/// Writes an error followed by its whole chain of sources, one per line.
///
/// `Debug` is what ends up in our logs (and in the span `tracing-actix-web` attaches to a failed
/// request): we want the full picture there, not just the outermost message.
pub fn error_chain_fmt(
    e: &impl std::error::Error,
    f: &mut std::fmt::Formatter<'_>,
) -> std::fmt::Result {
    writeln!(f, "{}\n", e)?;
    let mut current = e.source();
    while let Some(cause) = current {
        writeln!(f, "Caused by:\n\t{}", cause)?;
        current = cause.source();
    }
    Ok(())
}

● **What you have to do**
Which lines of the records above hold the word "current"? Copy each one out.

● **Reply to the exercise**
    let mut current = e.source();
    while let Some(cause) = current {
        current = cause.source();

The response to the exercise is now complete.